I’ve been developing my tools as a way of allowing the whole cohort of medical students to share resources, but I’ve been mentally modelling them as a group in Dron & Anderson’s definition - a set of people who know each other socially, and for whom the online social tools are a side-channel for other modes of interpersonal interaction. I’ve been think of ways of making the network explicit, but haven’t done much beyond exposing their class groupings and allowing commenting and rating of each others’ resources. But my software design is really for collective software - software that succeeds though its emergent properties - in my case, the collaborative group sharing and rating is intended to allow students to collectively discover the best learning resources.

But my interviews with students are making it clear that what I’m designing isn’t what they’re really looking for (it’s a small sample so far, but the message seems coherent).
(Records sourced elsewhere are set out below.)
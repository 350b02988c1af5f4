use serde::Serialize;

/// A language a `language` parameter can resolve to.
#[derive(Debug, Clone, Copy, PartialEq, Eq, Serialize)]
pub struct Language {
    pub iso6391: &'static str,
    pub iso6393: &'static str,
    pub name: &'static str,
}

const LANGUAGES: &[Language] = &[
    Language { iso6391: "ar", iso6393: "ara", name: "Arabic" },
    Language { iso6391: "bg", iso6393: "bul", name: "Bulgarian" },
    Language { iso6391: "ca", iso6393: "cat", name: "Catalan" },
    Language { iso6391: "cs", iso6393: "ces", name: "Czech" },
    Language { iso6391: "da", iso6393: "dan", name: "Danish" },
    Language { iso6391: "de", iso6393: "deu", name: "German" },
    Language { iso6391: "el", iso6393: "ell", name: "Greek" },
    Language { iso6391: "en", iso6393: "eng", name: "English" },
    Language { iso6391: "eo", iso6393: "epo", name: "Esperanto" },
    Language { iso6391: "es", iso6393: "spa", name: "Spanish" },
    Language { iso6391: "et", iso6393: "est", name: "Estonian" },
    Language { iso6391: "fa", iso6393: "fas", name: "Persian" },
    Language { iso6391: "fi", iso6393: "fin", name: "Finnish" },
    Language { iso6391: "fr", iso6393: "fra", name: "French" },
    Language { iso6391: "he", iso6393: "heb", name: "Hebrew" },
    Language { iso6391: "hi", iso6393: "hin", name: "Hindi" },
    Language { iso6391: "hr", iso6393: "hrv", name: "Croatian" },
    Language { iso6391: "hu", iso6393: "hun", name: "Hungarian" },
    Language { iso6391: "id", iso6393: "ind", name: "Indonesian" },
    Language { iso6391: "is", iso6393: "isl", name: "Icelandic" },
    Language { iso6391: "it", iso6393: "ita", name: "Italian" },
    Language { iso6391: "ja", iso6393: "jpn", name: "Japanese" },
    Language { iso6391: "ko", iso6393: "kor", name: "Korean" },
    Language { iso6391: "la", iso6393: "lat", name: "Latin" },
    Language { iso6391: "lt", iso6393: "lit", name: "Lithuanian" },
    Language { iso6391: "lv", iso6393: "lav", name: "Latvian" },
    Language { iso6391: "nl", iso6393: "nld", name: "Dutch" },
    Language { iso6391: "no", iso6393: "nor", name: "Norwegian" },
    Language { iso6391: "pl", iso6393: "pol", name: "Polish" },
    Language { iso6391: "pt", iso6393: "por", name: "Portuguese" },
    Language { iso6391: "ro", iso6393: "ron", name: "Romanian" },
    Language { iso6391: "ru", iso6393: "rus", name: "Russian" },
    Language { iso6391: "sk", iso6393: "slk", name: "Slovak" },
    Language { iso6391: "sl", iso6393: "slv", name: "Slovenian" },
    Language { iso6391: "sr", iso6393: "srp", name: "Serbian" },
    Language { iso6391: "sv", iso6393: "swe", name: "Swedish" },
    Language { iso6391: "th", iso6393: "tha", name: "Thai" },
    Language { iso6391: "tr", iso6393: "tur", name: "Turkish" },
    Language { iso6391: "uk", iso6393: "ukr", name: "Ukrainian" },
    Language { iso6391: "vi", iso6393: "vie", name: "Vietnamese" },
    Language { iso6391: "zh", iso6393: "zho", name: "Chinese" },
];

/// Looks a language up by two- or three-letter ISO code or English name.
pub fn find_language(input: &str) -> Option<Language> {
    let needle = input.trim();
    LANGUAGES
        .iter()
        .find(|l| {
            l.iso6391.eq_ignore_ascii_case(needle)
                || l.iso6393.eq_ignore_ascii_case(needle)
                || l.name.eq_ignore_ascii_case(needle)
        })
        .copied()
}
use dashmap::DashMap;
use tracing::trace;
use relaybot_common::traits::sink_traits::MetricsSink;

pub const COMMAND_SUCCESS: &str = "command.success";
pub const COMMAND_FAIL: &str = "command.fail";
pub const COMMAND_ERROR: &str = "command.error";
pub const COMMAND_FILTERED: &str = "command.filtered";

/// Process-local counters keyed by `(metric, command)`.
#[derive(Debug, Default)]
pub struct CounterMetrics {
    counters: DashMap<(String, String), u64>,
}

impl CounterMetrics {
    pub fn new() -> Self {
        Self::default()
    }

    pub fn get(&self, name: &str, command: &str) -> u64 {
        self.counters
            .get(&(name.to_string(), command.to_string()))
            .map(|v| *v)
            .unwrap_or(0)
    }

    /// Sum of `name` over all commands.
    pub fn total(&self, name: &str) -> u64 {
        self.counters
            .iter()
            .filter(|e| e.key().0 == name)
            .map(|e| *e.value())
            .sum()
    }
}

impl MetricsSink for CounterMetrics {
    fn increment(&self, name: &str, command: &str) {
        *self.counters.entry((name.to_string(), command.to_string())).or_insert(0) += 1;
        trace!(metric = name, command, "counter incremented");
    }
}

#[cfg(test)]
mod tests {
    use super::*;

    #[test]
    fn test_counters_by_command() {
        let m = CounterMetrics::new();
        m.increment(COMMAND_SUCCESS, "ping");
        m.increment(COMMAND_SUCCESS, "ping");
        m.increment(COMMAND_SUCCESS, "echo");
        m.increment(COMMAND_ERROR, "ping");

        assert_eq!(m.get(COMMAND_SUCCESS, "ping"), 2);
        assert_eq!(m.total(COMMAND_SUCCESS), 3);
        assert_eq!(m.get(COMMAND_FILTERED, "ping"), 0);
    }
}
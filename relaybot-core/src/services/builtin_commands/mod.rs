//! Commands compiled into every build.

mod echo;
mod ping;

use std::collections::HashSet;
use std::sync::Arc;
use relaybot_common::models::{CommandDefinition, CommandFlag};
use crate::services::command::registry::HandlerTable;

pub use echo::EchoCommand;
pub use ping::PingCommand;

/// Registers the built-in handlers in `table`.
pub fn register_builtins(table: &mut HandlerTable) {
    table
        .register("ping", Arc::new(PingCommand::new()))
        .register("echo", Arc::new(EchoCommand));
}

/// Definitions used when no command catalog is stored in the database.
pub fn builtin_definitions() -> Vec<CommandDefinition> {
    let mut ping = CommandDefinition::new("ping");
    ping.aliases = vec!["pong".to_string()];
    ping.description = Some("Checks whether the bot is alive and for how long.".to_string());
    ping.cooldown = Some(5000);
    ping.flags = HashSet::from([CommandFlag::Pipe]);

    let mut echo = CommandDefinition::new("echo");
    echo.aliases = vec!["say".to_string()];
    echo.description = Some("Repeats its input.".to_string());
    echo.cooldown = Some(5000);
    echo.flags = HashSet::from([CommandFlag::ExternalInput, CommandFlag::Pipe, CommandFlag::Mention]);

    vec![ping, echo]
}
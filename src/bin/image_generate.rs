// Text-to-image through a Stable Diffusion WebUI server
//
// Usage:
//   image_generate simple <prompt> <output>
//   image_generate controlnet <prompt> <skeleton_path> <output>

use clap::{Parser, Subcommand};
use kiosk_lib::cli::{self, Failure};
use kiosk_lib::core::config::{Config, Paths};
use kiosk_lib::core::image_generator::SdImageGenerator;
use serde::Serialize;
use std::path::PathBuf;
use std::process::ExitCode;
use tracing::warn;

const USAGE: &str = "Usage: image_generate <mode> <prompt> [skeleton_path] <output> (mode: simple or controlnet)";

#[derive(Parser)]
#[command(version, about = "Generate an image from a prompt")]
struct Args {
    #[command(subcommand)]
    mode: Mode,
}

#[derive(Subcommand)]
enum Mode {
    /// Plain text-to-image
    Simple {
        #[arg(allow_hyphen_values = true)]
        prompt: String,
        output: PathBuf,
        #[arg(hide = true, allow_hyphen_values = true)]
        _rest: Vec<String>,
    },
    /// Text-to-image with a pose hint taken from a skeleton image
    Controlnet {
        #[arg(allow_hyphen_values = true)]
        prompt: String,
        skeleton_path: PathBuf,
        output: PathBuf,
        #[arg(hide = true, allow_hyphen_values = true)]
        _rest: Vec<String>,
    },
}

#[derive(Serialize)]
struct Generated {
    success: bool,
    image_path: String,
    message: &'static str,
}

fn main() -> ExitCode {
    cli::init_logging();
    let args = match cli::parse_args::<Args>(USAGE) {
        Ok(args) => args,
        Err(code) => return code,
    };

    let paths = Paths::from_env();
    let config = Config::load_from(&paths.config_file).unwrap_or_else(|e| {
        warn!("Using default config: {}", e);
        Config::default()
    });

    let result = SdImageGenerator::new(&config.sd_api_url).and_then(|generator| match &args.mode {
        Mode::Simple { prompt, output, .. } => generator.generate_simple(prompt, output).map(|_| output),
        Mode::Controlnet {
            prompt,
            skeleton_path,
            output,
            ..
        } => generator
            .generate_with_pose_hint(prompt, skeleton_path, output)
            .map(|_| output),
    });

    match result {
        Ok(output) => cli::print_json(&Generated {
            success: true,
            image_path: output.display().to_string(),
            message: "Image generated",
        }),
        Err(e) => {
            warn!("Image generation failed: {}", e);
            cli::print_json(&Failure::new(e));
        }
    }
    ExitCode::SUCCESS
}
use crate::core::image_generator::DEFAULT_API_URL;
use serde::{Deserialize, Serialize};
use std::path::{Path, PathBuf};

/// Environment variable naming the kiosk root directory
pub const HOME_ENV: &str = "KIOSK_AI_HOME";
/// Fallback when config.json has no ElevenLabs key
pub const ELEVENLABS_KEY_ENV: &str = "ELEVENLABS_API_KEY";

#[derive(Debug, thiserror::Error)]
pub enum ConfigError {
    #[error("Failed to read config: {0}")]
    Io(#[from] std::io::Error),

    #[error("Failed to parse config: {0}")]
    Parse(#[from] serde_json::Error),

    #[error("Invalid config: {0}")]
    Invalid(String),
}

pub type ConfigResult<T> = Result<T, ConfigError>;

/// Kiosk configuration (`<root>/config.json`). Every key is optional.
#[derive(Debug, Clone, Serialize, Deserialize, PartialEq)]
#[serde(default)]
pub struct Config {
    /// ElevenLabs API key for speech synthesis
    pub elevenlabs_api_key: Option<String>,
    /// Base URL of the Stable Diffusion WebUI server
    pub sd_api_url: String,
    /// Public URL prefix under which synthesized audio is served
    pub tts_public_url_prefix: String,
}

impl Default for Config {
    fn default() -> Self {
        Self {
            elevenlabs_api_key: None,
            sd_api_url: DEFAULT_API_URL.to_string(),
            tts_public_url_prefix: "/ai_test_sec/outputs/tts".to_string(),
        }
    }
}

impl Config {
    /// Load configuration from file, falling back to defaults if it doesn't exist
    pub fn load_from(path: &Path) -> ConfigResult<Self> {
        if !path.exists() {
            return Ok(Self::default());
        }
        let contents = std::fs::read_to_string(path)?;
        let config: Config = serde_json::from_str(&contents)?;
        config.validate()?;
        Ok(config)
    }

    /// Save configuration to file
    pub fn save_to(&self, path: &Path) -> ConfigResult<()> {
        self.validate()?;
        if let Some(parent) = path.parent() {
            std::fs::create_dir_all(parent)?;
        }
        std::fs::write(path, serde_json::to_string_pretty(self)?)?;
        Ok(())
    }

    /// Validate configuration values
    pub fn validate(&self) -> ConfigResult<()> {
        if !(self.sd_api_url.starts_with("http://") || self.sd_api_url.starts_with("https://")) {
            return Err(ConfigError::Invalid(format!(
                "Invalid sd_api_url: {}. Must start with http:// or https://",
                self.sd_api_url
            )));
        }
        Ok(())
    }

    /// ElevenLabs key: config file first, then the environment. Empty values count as missing.
    pub fn resolve_elevenlabs_key(&self) -> Option<String> {
        self.elevenlabs_api_key
            .clone()
            .filter(|key| !key.trim().is_empty())
            .or_else(|| {
                std::env::var(ELEVENLABS_KEY_ENV)
                    .ok()
                    .filter(|key| !key.trim().is_empty())
            })
    }
}

/// Directory layout under the kiosk root
#[derive(Debug, Clone, PartialEq, Eq)]
pub struct Paths {
    pub root: PathBuf,
    pub config_file: PathBuf,
    pub tts_output_dir: PathBuf,
    pub tts_model_dir: PathBuf,
}

impl Paths {
    pub fn new(root: impl Into<PathBuf>) -> Self {
        let root = root.into();
        Self {
            config_file: root.join("config.json"),
            tts_output_dir: root.join("outputs").join("tts"),
            tts_model_dir: root.join("models").join("tts"),
            root,
        }
    }

    /// `$KIOSK_AI_HOME`, or the current directory
    pub fn from_env() -> Self {
        let root = std::env::var_os(HOME_ENV)
            .filter(|v| !v.is_empty())
            .map(PathBuf::from)
            .unwrap_or_else(|| PathBuf::from("."));
        Self::new(root)
    }
}

#[cfg(test)]
mod tests {
    use super::*;

    #[test]
    fn test_default_config() {
        let config = Config::default();
        assert_eq!(config.sd_api_url, "http://localhost:7861");
        assert_eq!(config.tts_public_url_prefix, "/ai_test_sec/outputs/tts");
        assert!(config.elevenlabs_api_key.is_none());
        assert!(config.validate().is_ok());
    }

    #[test]
    fn test_missing_file_gives_defaults() {
        let dir = tempfile::tempdir().unwrap();
        let config = Config::load_from(&dir.path().join("config.json")).unwrap();
        assert_eq!(config, Config::default());
    }

    #[test]
    fn test_partial_file_keeps_other_defaults() {
        let dir = tempfile::tempdir().unwrap();
        let path = dir.path().join("config.json");
        std::fs::write(&path, r#"{"elevenlabs_api_key": "sk-test", "unrelated": 1}"#).unwrap();

        let config = Config::load_from(&path).unwrap();
        assert_eq!(config.elevenlabs_api_key.as_deref(), Some("sk-test"));
        assert_eq!(config.sd_api_url, "http://localhost:7861");
    }

    #[test]
    fn test_config_errors() {
        let dir = tempfile::tempdir().unwrap();
        let path = dir.path().join("config.json");

        std::fs::write(&path, "{ not json").unwrap();
        assert!(matches!(Config::load_from(&path), Err(ConfigError::Parse(_))));

        std::fs::write(&path, r#"{"sd_api_url": "localhost:7861"}"#).unwrap();
        assert!(matches!(Config::load_from(&path), Err(ConfigError::Invalid(_))));
    }

    #[test]
    fn test_save_and_reload() {
        let dir = tempfile::tempdir().unwrap();
        let path = dir.path().join("nested").join("config.json");
        let config = Config {
            sd_api_url: "https://sd.internal:7860".to_string(),
            ..Config::default()
        };
        config.save_to(&path).unwrap();
        assert_eq!(Config::load_from(&path).unwrap(), config);
    }

    #[test]
    fn test_config_key_takes_precedence() {
        let config = Config {
            elevenlabs_api_key: Some("from-file".to_string()),
            ..Config::default()
        };
        assert_eq!(config.resolve_elevenlabs_key().as_deref(), Some("from-file"));
    }

    #[test]
    fn test_paths_layout() {
        let paths = Paths::new("/srv/kiosk");
        assert_eq!(paths.config_file, PathBuf::from("/srv/kiosk/config.json"));
        assert_eq!(paths.tts_output_dir, PathBuf::from("/srv/kiosk/outputs/tts"));
        assert_eq!(paths.tts_model_dir, PathBuf::from("/srv/kiosk/models/tts"));
    }
}
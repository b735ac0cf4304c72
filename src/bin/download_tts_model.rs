// Download the Piper voice used for offline TTS into <root>/models/tts

use anyhow::{Context, Result};
use clap::Parser;
use kiosk_lib::cli;
use kiosk_lib::core::config::Paths;
use kiosk_lib::core::ml_models::{piper, ConsoleProgress, ModelManager};
use std::process::ExitCode;

#[derive(Parser)]
#[command(version, about = "Download the en_US-lessac-medium Piper voice")]
struct Args {
    /// Keep files that are already downloaded
    #[arg(long)]
    skip_existing: bool,
}

fn run(args: &Args) -> Result<()> {
    let paths = Paths::from_env();
    let manager = ModelManager::new(paths.tts_model_dir.clone())
        .with_context(|| format!("Cannot create {}", paths.tts_model_dir.display()))?;

    println!("Downloading Piper voice en_US-lessac-medium");
    println!("Destination: {}", manager.cache_dir().display());

    let mut progress = ConsoleProgress::default();
    for model in piper::lessac_medium() {
        let path = if args.skip_existing {
            manager.ensure_model(&model, &mut progress)
        } else {
            manager.download(&model, &mut progress)
        }
        .with_context(|| format!("Failed to download {}", model.name))?;
        println!("Saved {}", path.display());
    }

    println!("Model download complete");
    Ok(())
}

fn main() -> ExitCode {
    cli::init_logging();
    let args = Args::parse();

    match run(&args) {
        Ok(()) => ExitCode::SUCCESS,
        Err(e) => {
            eprintln!("Error: {:#}", e);
            ExitCode::from(1)
        }
    }
}
// Platform integrations for third-party inference runtimes

pub mod pose;
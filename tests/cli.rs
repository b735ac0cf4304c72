// Integration tests: run the helper binaries and check the stdout JSON contract

use std::fs;
use std::io::{Read, Write};
use std::net::TcpListener;
use std::path::Path;
use std::process::{Command, Output};

fn run(bin: &str, home: &Path, args: &[&str]) -> Output {
    Command::new(bin)
        .args(args)
        .env("KIOSK_AI_HOME", home)
        .env_remove("ELEVENLABS_API_KEY")
        .env_remove("RUST_LOG")
        .output()
        .unwrap()
}

/// The single stdout line, parsed
fn stdout_json(out: &Output) -> serde_json::Value {
    let stdout = String::from_utf8(out.stdout.clone()).unwrap();
    let lines: Vec<&str> = stdout.lines().collect();
    assert_eq!(lines.len(), 1, "stdout: {}", stdout);
    assert!(lines[0].is_ascii());
    assert!(lines[0].starts_with('{'));
    serde_json::from_str(lines[0]).unwrap()
}

#[test]
fn pose_detect_missing_args_is_usage_error() {
    let dir = tempfile::tempdir().unwrap();
    let out = run(env!("CARGO_BIN_EXE_pose_detect"), dir.path(), &["file"]);
    assert_eq!(out.status.code(), Some(1));
    let json = stdout_json(&out);
    assert_eq!(json["success"], false);
    assert!(json["error"].as_str().unwrap().starts_with("Usage:"));
}

#[test]
fn pose_detect_unknown_mode_is_usage_error() {
    let dir = tempfile::tempdir().unwrap();
    let out = run(
        env!("CARGO_BIN_EXE_pose_detect"),
        dir.path(),
        &["camera", "in.png", "out.png"],
    );
    assert_eq!(out.status.code(), Some(1));
    assert_eq!(stdout_json(&out)["success"], false);
}

#[test]
fn pose_detect_unreadable_image() {
    let dir = tempfile::tempdir().unwrap();
    let output = dir.path().join("skeleton.png");
    let missing = dir.path().join("missing.jpg");

    let out = run(
        env!("CARGO_BIN_EXE_pose_detect"),
        dir.path(),
        &["file", missing.to_str().unwrap(), output.to_str().unwrap()],
    );
    assert_eq!(out.status.code(), Some(0));
    let json = stdout_json(&out);
    assert_eq!(json["success"], false);
    assert!(json["error"].as_str().unwrap().contains("Could not read image"));
    assert!(!output.exists());
}

#[test]
fn pose_detect_advanced_ignores_bad_options() {
    let dir = tempfile::tempdir().unwrap();
    let output = dir.path().join("skeleton.png");

    let out = run(
        env!("CARGO_BIN_EXE_pose_detect_advanced"),
        dir.path(),
        &["webcam", "data:image/png;base64,@@@", output.to_str().unwrap(), "{not json"],
    );
    assert_eq!(out.status.code(), Some(0));
    let json = stdout_json(&out);
    assert_eq!(json["success"], false);
    assert!(json["error"].as_str().unwrap().contains("Could not read image"));
    assert!(!output.exists());
}

#[test]
fn tts_without_key_fails_cleanly() {
    let dir = tempfile::tempdir().unwrap();
    let out = run(env!("CARGO_BIN_EXE_tts_service"), dir.path(), &["hello"]);

    assert_eq!(out.status.code(), Some(0));
    let json = stdout_json(&out);
    assert_eq!(json["success"], false);
    assert!(json["error"].as_str().unwrap().contains("API key"));
    assert_eq!(json["message"], json["error"]);
    assert!(dir.path().join("outputs").join("tts").is_dir());
}

#[test]
fn tts_missing_text_is_usage_error() {
    let dir = tempfile::tempdir().unwrap();
    let out = run(env!("CARGO_BIN_EXE_tts_service"), dir.path(), &[]);
    assert_eq!(out.status.code(), Some(1));
    assert_eq!(stdout_json(&out)["success"], false);
}

#[test]
fn image_generate_controlnet_needs_skeleton() {
    let dir = tempfile::tempdir().unwrap();
    let output = dir.path().join("generated.png");
    let out = run(
        env!("CARGO_BIN_EXE_image_generate"),
        dir.path(),
        &["controlnet", "a dancer", "missing.png", output.to_str().unwrap()],
    );
    assert_eq!(out.status.code(), Some(0));
    assert_eq!(stdout_json(&out)["success"], false);
    assert!(!output.exists());
}

#[test]
fn image_generate_simple_against_local_server() {
    let listener = TcpListener::bind("127.0.0.1:0").unwrap();
    let api_url = format!("http://{}", listener.local_addr().unwrap());
    let server = std::thread::spawn(move || {
        let (mut stream, _) = listener.accept().unwrap();
        let mut request = Vec::new();
        let mut buf = [0u8; 4096];
        // Headers plus a small JSON body
        loop {
            let text = String::from_utf8_lossy(&request);
            if text.contains("\"sampler_name\"") && text.trim_end().ends_with('}') {
                break;
            }
            let n = stream.read(&mut buf).unwrap();
            if n == 0 {
                break;
            }
            request.extend_from_slice(&buf[..n]);
        }
        // "hello" in base64
        let body = r#"{"images":["aGVsbG8="]}"#;
        write!(
            stream,
            "HTTP/1.1 200 OK\r\nContent-Type: application/json\r\nContent-Length: {}\r\nConnection: close\r\n\r\n{}",
            body.len(),
            body
        )
        .unwrap();
    });

    let dir = tempfile::tempdir().unwrap();
    fs::write(
        dir.path().join("config.json"),
        format!(r#"{{"sd_api_url": "{}"}}"#, api_url),
    )
    .unwrap();
    let output = dir.path().join("generated.png");

    let out = run(
        env!("CARGO_BIN_EXE_image_generate"),
        dir.path(),
        &["simple", "a lighthouse", output.to_str().unwrap()],
    );
    server.join().unwrap();

    let json = stdout_json(&out);
    assert_eq!(json["success"], true, "stderr: {}", String::from_utf8_lossy(&out.stderr));
    assert_eq!(json["message"], "Image generated");
    assert_eq!(fs::read(&output).unwrap(), b"hello");
}

#[test]
fn download_skip_existing_keeps_cached_files() {
    let dir = tempfile::tempdir().unwrap();
    let model_dir = dir.path().join("models").join("tts");
    fs::create_dir_all(&model_dir).unwrap();
    fs::write(model_dir.join("en_US-lessac-medium.onnx"), b"weights").unwrap();
    fs::write(model_dir.join("en_US-lessac-medium.onnx.json"), b"{}").unwrap();

    let out = run(
        env!("CARGO_BIN_EXE_download_tts_model"),
        dir.path(),
        &["--skip-existing"],
    );
    assert!(out.status.success(), "stderr: {}", String::from_utf8_lossy(&out.stderr));
    assert_eq!(fs::read(model_dir.join("en_US-lessac-medium.onnx")).unwrap(), b"weights");
}

#[test]
fn tts_text_may_start_with_hyphen() {
    let dir = tempfile::tempdir().unwrap();
    let out = run(
        env!("CARGO_BIN_EXE_tts_service"),
        dir.path(),
        &["- Welcome to the kiosk", "hi.mp3"],
    );
    assert_eq!(out.status.code(), Some(0));
    let json = stdout_json(&out);
    assert_eq!(json["success"], false);
    assert!(json["error"].as_str().unwrap().contains("API key"));
}

#[test]
fn image_generate_prompt_may_start_with_hyphen() {
    let dir = tempfile::tempdir().unwrap();
    let output = dir.path().join("generated.png");
    let out = run(
        env!("CARGO_BIN_EXE_image_generate"),
        dir.path(),
        &["controlnet", "-a dancer", "missing.png", output.to_str().unwrap()],
    );
    assert_eq!(out.status.code(), Some(0));
    let json = stdout_json(&out);
    assert_eq!(json["success"], false);
    assert!(!json["error"].as_str().unwrap().starts_with("Usage:"));
}

#[test]
fn extra_trailing_arguments_are_ignored() {
    let dir = tempfile::tempdir().unwrap();
    let output = dir.path().join("skeleton.png");
    let missing = dir.path().join("missing.jpg");

    let out = run(
        env!("CARGO_BIN_EXE_pose_detect"),
        dir.path(),
        &["file", missing.to_str().unwrap(), output.to_str().unwrap(), "extra"],
    );
    assert_eq!(out.status.code(), Some(0));
    let json = stdout_json(&out);
    assert!(json["error"].as_str().unwrap().contains("Could not read image"));

    let out = run(
        env!("CARGO_BIN_EXE_tts_service"),
        dir.path(),
        &["hello", "hi.mp3", "unused"],
    );
    assert_eq!(out.status.code(), Some(0));
    assert!(stdout_json(&out)["error"].as_str().unwrap().contains("API key"));
}
// Advanced pose detector: body, hands and face with quality scoring
//
// Usage: pose_detect_advanced <file|webcam> <input> <output> [options_json]
// options_json: {"draw_hands": true, "draw_face": true, "colorful": false, "min_quality": 0}

use clap::{Parser, ValueEnum};
use kiosk_lib::cli::{self, DetectionReport};
use kiosk_lib::core::advanced_pose_detector::{AdvancedOptions, AdvancedPoseDetector};
use std::path::{Path, PathBuf};
use std::process::ExitCode;

const USAGE: &str =
    "Usage: pose_detect_advanced <mode> <input> <output> [options_json] (mode: file or webcam)";

#[derive(Debug, Clone, Copy, ValueEnum)]
enum Mode {
    File,
    Webcam,
}

#[derive(Parser)]
#[command(version, about = "Render a holistic skeleton with a quality score")]
struct Args {
    #[arg(value_enum)]
    mode: Mode,
    #[arg(allow_hyphen_values = true)]
    input: String,
    output: PathBuf,
    /// JSON object with draw_hands, draw_face, colorful and min_quality
    #[arg(allow_hyphen_values = true)]
    options: Option<String>,
    #[arg(hide = true, allow_hyphen_values = true)]
    _rest: Vec<String>,
}

fn main() -> ExitCode {
    cli::init_logging();
    let args = match cli::parse_args::<Args>(USAGE) {
        Ok(args) => args,
        Err(code) => return code,
    };

    let options = args
        .options
        .as_deref()
        .map(AdvancedOptions::from_json)
        .unwrap_or_default();

    let report = match AdvancedPoseDetector::new() {
        Ok(detector) => DetectionReport::from(match args.mode {
            Mode::File => detector.process_image(Path::new(&args.input), &args.output, &options),
            Mode::Webcam => {
                detector.process_webcam_frame(&args.input, &args.output, &options.draw_options())
            }
        }),
        Err(e) => DetectionReport::from(Err(e)),
    };

    cli::print_json(&report);
    ExitCode::SUCCESS
}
They are working at the group level - in this case, in the small problem-based learning tutorials groups that they are learning in. They are creating Facebook and other groups to support these small learning groups, and the collective behaviour of the cohort isn’t of real interest to them. Even the network itself isn’t of real consideration; their actual social network is embedded in Facebook, and there isn’t really to a large degree a separate academic social network beyond that created through the course structure of PBL groups and Clinical School groups.

What does this mean for my research and development? Firstly, I need to focus on the real environment that the students are working in, and create affordances that suit that environment. For example, creating small group sharing spaces will be of more value, and allow these groups to share resources with each other without worrying about the wider cohort judging them or freeloading off their hard work. Secondly, I need to keep a sharp focus on the functionality I’m adding, explicitly noting what level of social unit I’m targeting. This means adding a tool to track, for each feature I add, what social level it is addressing (and if it meaningfully addresses any level).